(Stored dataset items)
________
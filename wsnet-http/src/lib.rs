//! Protocol plumbing of the workspace network daemon: the rendezvous socket
//! multiplexer, the gRPC director, the HTTP tunnel proxy and HTTP port
//! forwarding.

pub mod client;
pub mod control;
pub mod grpc;
pub mod hijack;
pub mod network_proxy;
pub mod port_forward;
pub mod proxy;
mod serve;
pub mod sniff;

pub use client::{send_request, ProxyBody};
pub use control::ControlPlane;
pub use grpc::{BackendTarget, Director, GrpcProxyServer};
pub use network_proxy::{MuxServer, NetworkProxyService};
pub use port_forward::PortForwardService;
pub use proxy::{error_response, CredentialRelay, HttpProxyServer, ProxyHandler};
pub use sniff::{classify, Mux, PeekedStream, Route, RouteListener};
________
| Exercise |
The lines in the entries above that carry the word "control" must be copied.

| Task response |
pub mod control;
pub use control::ControlPlane;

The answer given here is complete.